_WHAT YOU ARE ASKED TO DO_
Scan the entries below. Report each line where the string "DateTime" occurs.

*** Block opens ***

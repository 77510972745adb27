use chrono::{DateTime, Utc};
use serde::{Deserialize, Serialize};
use uuid::Uuid;

/// Scrolling marquee notice; the newest active row is the one shown
#[derive(Debug, Clone, Serialize, Deserialize, PartialEq)]
#[serde(rename_all = "camelCase")]
pub struct Notice {
    pub id: Uuid,
    pub text_bn: String,
    pub text_en: String,
    pub is_active: bool,
    pub created_at: DateTime<Utc>,
    pub updated_at: DateTime<Utc>,
}

/// Shape returned by the public notice endpoint when no notice exists yet
#[derive(Debug, Clone, Default, Serialize, Deserialize, PartialEq)]
#[serde(rename_all = "camelCase")]
pub struct NoticeView {
    pub id: Option<Uuid>,
    pub text_bn: String,
    pub text_en: String,
    pub is_active: bool,
}

impl From<Notice> for NoticeView {
    fn from(notice: Notice) -> Self {
        Self {
            id: Some(notice.id),
            text_bn: notice.text_bn,
            text_en: notice.text_en,
            is_active: notice.is_active,
        }
    }
}

#[derive(Debug, Clone, Deserialize)]
#[serde(rename_all = "camelCase")]
pub struct NoticeCreateRequest {
    #[serde(default)]
    pub text_bn: String,
    #[serde(default)]
    pub text_en: String,
    #[serde(default = "default_active")]
    pub is_active: bool,
}

#[derive(Debug, Clone, Default, Deserialize)]
#[serde(rename_all = "camelCase")]
pub struct NoticeUpdateRequest {
    pub text_bn: Option<String>,
    pub text_en: Option<String>,
    pub is_active: Option<bool>,
}

fn default_active() -> bool {
    true
}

*** Block closes ***

_OUTPUT_
use chrono::{DateTime, Utc};
    pub created_at: DateTime<Utc>,
    pub updated_at: DateTime<Utc>,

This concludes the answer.